Comparison of effects of four anti-cancer drugs on three cancer metrics in mice

Overview

This study was about assessing the effects of four anti-cancer drug therapies on three measures of cancer. Mice were used as the test subjects, following a repeat measures design. This study focused on data visualisation rather than on hypothesis testing; hence, the code used does not implement linear mixed models and post-hoc tests to compare means.

Getting Started

Python modules Pandas, Numpy, and MatPlotLib were used for data analyses and visualisation.

import matplotlib.pyplot as plt
import pandas as pd
import numpy as np

To standardise the size and the colour schemes for each graph to be generated, the style was set to ggplot and the dimensions were set before any of the analyses were conducted.

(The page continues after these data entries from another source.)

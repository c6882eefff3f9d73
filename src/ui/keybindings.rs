// Keybindings for the mediasort triage queue
// Turns physical key presses into queue actions and drives rebinding
//
// Keybindings:
// - next / prev / delete: remappable, ArrowRight / ArrowLeft / Delete by default
// - 1..N: move to destination N (fixed)
// - Ctrl+Z / Meta+Z: undo (fixed)

use crate::models::{ShortcutAction, ShortcutMap};

/// Keys that never bind on their own.
pub const MODIFIER_KEYS: [&str; 5] = ["Control", "Ctrl", "Shift", "Alt", "Meta"];

/// A key identifier plus the modifiers that matter for shortcuts
#[derive(Debug, Clone, PartialEq, Eq)]
pub struct KeyPress {
    pub key: String,
    pub ctrl: bool,
    pub meta: bool,
}

impl KeyPress {
    pub fn plain(key: impl Into<String>) -> Self {
        Self {
            key: key.into(),
            ctrl: false,
            meta: false,
        }
    }

    /// Parses `Ctrl+z`, `Meta+z` or a bare key identifier.
    pub fn parse(token: &str) -> Option<Self> {
        let token = token.trim();
        if token.is_empty() {
            return None;
        }

        let mut press = Self::plain("");
        let mut rest = token;
        loop {
            if let Some(tail) = strip_prefix_ci(rest, "ctrl+") {
                press.ctrl = true;
                rest = tail;
            } else if let Some(tail) = strip_prefix_ci(rest, "meta+") {
                press.meta = true;
                rest = tail;
            } else {
                break;
            }
        }
        if rest.is_empty() {
            return None;
        }
        press.key = rest.to_string();
        Some(press)
    }

    pub fn is_modifier(&self) -> bool {
        MODIFIER_KEYS.iter().any(|m| m.eq_ignore_ascii_case(&self.key))
    }
}

fn strip_prefix_ci<'a>(s: &'a str, prefix: &str) -> Option<&'a str> {
    let head = s.get(..prefix.len())?;
    head.eq_ignore_ascii_case(prefix)
        .then(|| &s[prefix.len()..])
}

/// Queue actions reachable from the keyboard
#[derive(Debug, Clone, Copy, PartialEq, Eq)]
pub enum KeyAction {
    Next,
    Prev,
    Delete,
    Undo,
    /// 1-based destination slot
    MoveTo(usize),
}

impl From<ShortcutAction> for KeyAction {
    fn from(action: ShortcutAction) -> Self {
        match action {
            ShortcutAction::Next => Self::Next,
            ShortcutAction::Prev => Self::Prev,
            ShortcutAction::Delete => Self::Delete,
        }
    }
}

/// Maps a key press to an action.
///
/// Undo works on an empty queue; everything else is ignored there.
pub fn resolve(
    press: &KeyPress,
    shortcuts: &ShortcutMap,
    destination_count: usize,
    queue_empty: bool,
) -> Option<KeyAction> {
    if (press.ctrl || press.meta) && press.key.eq_ignore_ascii_case("z") {
        return Some(KeyAction::Undo);
    }

    if queue_empty {
        return None;
    }

    if let Some(action) = shortcuts.action_for(&press.key) {
        return Some(action.into());
    }

    match press.key.parse::<usize>() {
        Ok(slot) if slot >= 1 && slot <= destination_count => Some(KeyAction::MoveTo(slot)),
        _ => None,
    }
}

/// Waits for the one key press that rebinds an action.
#[derive(Debug, Default)]
pub struct RebindCapture {
    listening: Option<ShortcutAction>,
}

impl RebindCapture {
    pub fn new() -> Self {
        Self::default()
    }

    pub fn begin(&mut self, action: ShortcutAction) {
        self.listening = Some(action);
    }

    pub fn cancel(&mut self) {
        self.listening = None;
    }

    pub fn is_active(&self) -> bool {
        self.listening.is_some()
    }

    pub fn listening(&self) -> Option<ShortcutAction> {
        self.listening
    }

    /// Commits `press` into `shortcuts` unless it is a bare modifier or a
    /// chord. Shortcuts hold a single key, so Ctrl/Meta combinations are refused
    /// and capture keeps listening. Returns the action that was rebound.
    pub fn capture(&mut self, press: &KeyPress, shortcuts: &mut ShortcutMap) -> Option<ShortcutAction> {
        let action = self.listening?;
        if press.is_modifier() || press.ctrl || press.meta {
            return None;
        }
        shortcuts.set(action, press.key.clone());
        self.listening = None;
        Some(action)
    }
}

#[cfg(test)]
mod tests {
    use super::*;

    fn key(k: &str) -> KeyPress {
        KeyPress::plain(k)
    }

    #[test]
    fn test_default_bindings() {
        let map = ShortcutMap::default();
        assert_eq!(resolve(&key("ArrowRight"), &map, 0, false), Some(KeyAction::Next));
        assert_eq!(resolve(&key("ArrowLeft"), &map, 0, false), Some(KeyAction::Prev));
        assert_eq!(resolve(&key("Delete"), &map, 0, false), Some(KeyAction::Delete));
        assert_eq!(resolve(&key("x"), &map, 0, false), None);
    }

    #[test]
    fn test_numeric_slots() {
        let map = ShortcutMap::default();
        assert_eq!(resolve(&key("1"), &map, 2, false), Some(KeyAction::MoveTo(1)));
        assert_eq!(resolve(&key("2"), &map, 2, false), Some(KeyAction::MoveTo(2)));
        assert_eq!(resolve(&key("3"), &map, 2, false), None);
        assert_eq!(resolve(&key("0"), &map, 2, false), None);
    }

    #[test]
    fn test_undo_on_empty_queue() {
        let map = ShortcutMap::default();
        let undo = KeyPress::parse("Ctrl+z").unwrap();
        assert_eq!(resolve(&undo, &map, 0, true), Some(KeyAction::Undo));
        assert_eq!(resolve(&key("ArrowRight"), &map, 3, true), None);
        assert_eq!(resolve(&key("1"), &map, 3, true), None);

        let undo = KeyPress::parse("meta+Z").unwrap();
        assert!(undo.meta);
        assert_eq!(resolve(&undo, &map, 0, false), Some(KeyAction::Undo));
    }

    #[test]
    fn test_plain_z_is_not_undo() {
        let map = ShortcutMap::default();
        assert_eq!(resolve(&key("z"), &map, 0, false), None);
    }

    #[test]
    fn test_parse() {
        assert_eq!(KeyPress::parse("  ArrowUp "), Some(key("ArrowUp")));
        assert_eq!(KeyPress::parse(""), None);
        assert_eq!(KeyPress::parse("Ctrl+"), None);
        let press = KeyPress::parse("Ctrl+Meta+z").unwrap();
        assert!(press.ctrl && press.meta);
        assert_eq!(press.key, "z");
    }

    #[test]
    fn test_rebind_ignores_modifiers() {
        let mut map = ShortcutMap::default();
        let mut capture = RebindCapture::new();
        capture.begin(ShortcutAction::Next);

        assert_eq!(capture.capture(&key("Shift"), &mut map), None);
        assert!(capture.is_active());
        assert_eq!(map.next, "ArrowRight");

        assert_eq!(capture.capture(&key("d"), &mut map), Some(ShortcutAction::Next));
        assert!(!capture.is_active());
        assert_eq!(resolve(&key("d"), &map, 0, false), Some(KeyAction::Next));
        assert_eq!(resolve(&key("ArrowRight"), &map, 0, false), None);
    }

    #[test]
    fn test_rebind_refuses_chords() {
        let mut map = ShortcutMap::default();
        let mut capture = RebindCapture::new();
        capture.begin(ShortcutAction::Delete);

        for token in ["Ctrl+d", "Meta+x", "Ctrl", "ctrl", "Control"] {
            let press = KeyPress::parse(token).unwrap();
            assert_eq!(capture.capture(&press, &mut map), None, "{token}");
        }
        assert_eq!(capture.listening(), Some(ShortcutAction::Delete));
        assert_eq!(map.delete, "Delete");

        assert_eq!(capture.capture(&key("x"), &mut map), Some(ShortcutAction::Delete));
        assert_eq!(map.delete, "x");
    }

    #[test]
    fn test_capture_without_begin() {
        let mut map = ShortcutMap::default();
        let mut capture = RebindCapture::new();
        assert_eq!(capture.capture(&key("d"), &mut map), None);
        assert_eq!(map, ShortcutMap::default());
    }

    #[test]
    fn test_custom_binding_shadows_slot() {
        let mut map = ShortcutMap::default();
        map.set(ShortcutAction::Delete, "1");
        assert_eq!(resolve(&key("1"), &map, 3, false), Some(KeyAction::Delete));
    }
}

# Choose ggplot as style for plots
plt.style.use('ggplot')

# Size of plots
fig_size = plt.rcParams["figure.figsize"] # get current size
fig_size[0] = 12
fig_size[1] = 8
plt.rcParams["figure.figsize"] = fig_size # customise plot size

The data came from two .csv files: mouse_drug_data.csv and clinicaltrial_data.csv. These files were merged into a dataframe mt_df. Four of the ten treatments were used for the analyses; hence, the dataframe was further filtered so that only the four drug therapies of concern were included.

# Load csv
mouse_drug_data_to_load = "mouse_drug_data.csv"
clinical_trial_data_to_load = "clinicaltrial_data.csv"

# Read the Mouse and Drug Data and the Clinical Trial Data
mouse_df = pd.read_csv(mouse_drug_data_to_load)
trial_df = pd.read_csv(clinical_trial_data_to_load)

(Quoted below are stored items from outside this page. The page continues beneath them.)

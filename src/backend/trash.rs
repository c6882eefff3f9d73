//! File relocation primitives: plain moves and the per-source trash.
//!
//! Trash directories live under `XDG_DATA_HOME/mediasort/trash/`, one per
//! source folder, named by the xxhash of the folder string so restores never
//! need an index file.

use std::fs;
use std::path::{Path, PathBuf};

use anyhow::{bail, Context, Result};
use directories::ProjectDirs;
use tracing::{debug, warn};
use xxhash_rust::xxh3::xxh3_64;

/// Moves `src` into `dest_dir`, keeping its file name.
///
/// Creates `dest_dir` if needed and never overwrites. Falls back to
/// copy-then-remove when a rename is not possible (different filesystem).
pub fn move_into(src: &Path, dest_dir: &Path) -> Result<PathBuf> {
    let name = src
        .file_name()
        .with_context(|| format!("{} has no file name", src.display()))?;
    if !src.is_file() {
        bail!("{} does not exist", src.display());
    }

    fs::create_dir_all(dest_dir)
        .with_context(|| format!("Failed to create {}", dest_dir.display()))?;

    let target = dest_dir.join(name);
    if target.exists() {
        bail!(
            "{} already exists in {}",
            name.to_string_lossy(),
            dest_dir.display()
        );
    }

    if let Err(rename_err) = fs::rename(src, &target) {
        debug!(
            "Rename {:?} -> {:?} failed ({}), copying instead",
            src, target, rename_err
        );
        fs::copy(src, &target)
            .with_context(|| format!("Failed to move {} to {}", src.display(), dest_dir.display()))?;
        if let Err(e) = fs::remove_file(src) {
            // Leave exactly one copy behind.
            if let Err(cleanup) = fs::remove_file(&target) {
                warn!("Failed to clean up {:?}: {}", target, cleanup);
            }
            return Err(e).with_context(|| format!("Failed to remove {}", src.display()));
        }
    }

    Ok(target)
}

#[derive(Debug, Clone)]
pub struct Trash {
    root: PathBuf,
}

impl Trash {
    pub fn new(root: PathBuf) -> Self {
        Self { root }
    }

    pub fn new_default() -> Result<Self> {
        Ok(Self::new(Self::default_root()?))
    }

    /// Returns `XDG_DATA_HOME/mediasort/trash`.
    pub fn default_root() -> Result<PathBuf> {
        let proj_dirs = ProjectDirs::from("", "", "mediasort")
            .context("Failed to determine project directories")?;
        Ok(proj_dirs.data_dir().join("trash"))
    }

    pub fn root(&self) -> &Path {
        &self.root
    }

    /// Trash directory holding files deleted from `source_folder`.
    pub fn dir_for(&self, source_folder: &str) -> PathBuf {
        self.root
            .join(format!("{:016x}", xxh3_64(source_folder.as_bytes())))
    }

    /// Moves `source_folder/filename` into the trash.
    pub fn delete(&self, source: &Path, source_folder: &str) -> Result<PathBuf> {
        move_into(source, &self.dir_for(source_folder))
    }

    /// Moves a trashed `filename` back into `source_folder`.
    pub fn restore(&self, filename: &str, source_folder: &str) -> Result<PathBuf> {
        let trashed = self.dir_for(source_folder).join(filename);
        if !trashed.is_file() {
            bail!("{} is not in the trash", filename);
        }
        move_into(&trashed, Path::new(source_folder))
    }
}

# Combine the data into a single dataset (mt = mouse trial)
mt_df = pd.merge(mouse_df, trial_df, on = "Mouse ID")

# Display the data table for preview
mt_df.head()

# select the four drugs for comparison
list_of_drugs = ["Capomulin", "Infubinol", "Ketapril", "Placebo"]
mt_df = mt_df[mt_df["Drug"].isin(list_of_drugs)]
mt_df.head()

Data Analyses

Experiment Overview

The experiment followed a repeat measures design in which there were two treatments: time and drug. Mice were randomly assigned to each drug treatment and response variables, tumour volume and number of metastatic sites. A third response variable, number of surviving mice, was extracted based on the number of observations per time. A table was generated to provide an overview of the experimental set-up.

# list of subjects and treatments
mouse = mt_df["Mouse ID"].unique()
drugs = mt_df["Drug"].unique()
time = mt_df["Timepoint"].unique()

# counts of subjects and treatments
mouse_popn = len(mouse)
no_drugs = len(drugs)
no_measurements = len(time)
no_samples = no_drugs * no_measurements

# summarise in a dataframe
overview = pd.DataFrame({"Number of Mice": mouse_popn,
                         "Number of Drug Treatments": [no_drugs],
                         "Number of Time Measurements": [no_measurements],
                         "Number of Samples": [no_samples]})

Tumour Analyses: Data Preparation

A new dataframe, mt_df2, was generated by dropping the column containing the data on metastatic sites. The new dataframe was then converted into a groupby object in which the results were grouped according to both Timepoint and Drug.

# Group the data by drug and timepoint
mt_df2 = mt_df.drop("Metastatic Sites", axis = 1)
mt_grped = mt_df2.groupby(["Drug","Timepoint"])

The means and the standard errors of the mean (sem) of tumour volumes were then calculated and placed in separate dataframes tumour_means and tumour_sem.

# Get the mean and SEM of tumour volume
tumour_means = pd.DataFrame(mt_grped["Tumor Volume (mm3)"].mean()) # mean for each Drug-Timepoint combination
tumour_sem = pd.DataFrame(mt_grped["Tumor Volume (mm3)"].sem()) # SEM for each Drug-Timepoint combination

Because both dataframes were "stacked" (long), these were unstacked.

# reshape the data
tumour_means = tumour_means.unstack(0)
tumour_sem = tumour_sem.unstack(0)

tumour_means = tumour_means["Tumor Volume (mm3)"]
tumour_sem = tumour_sem["Tumor Volume (mm3)"]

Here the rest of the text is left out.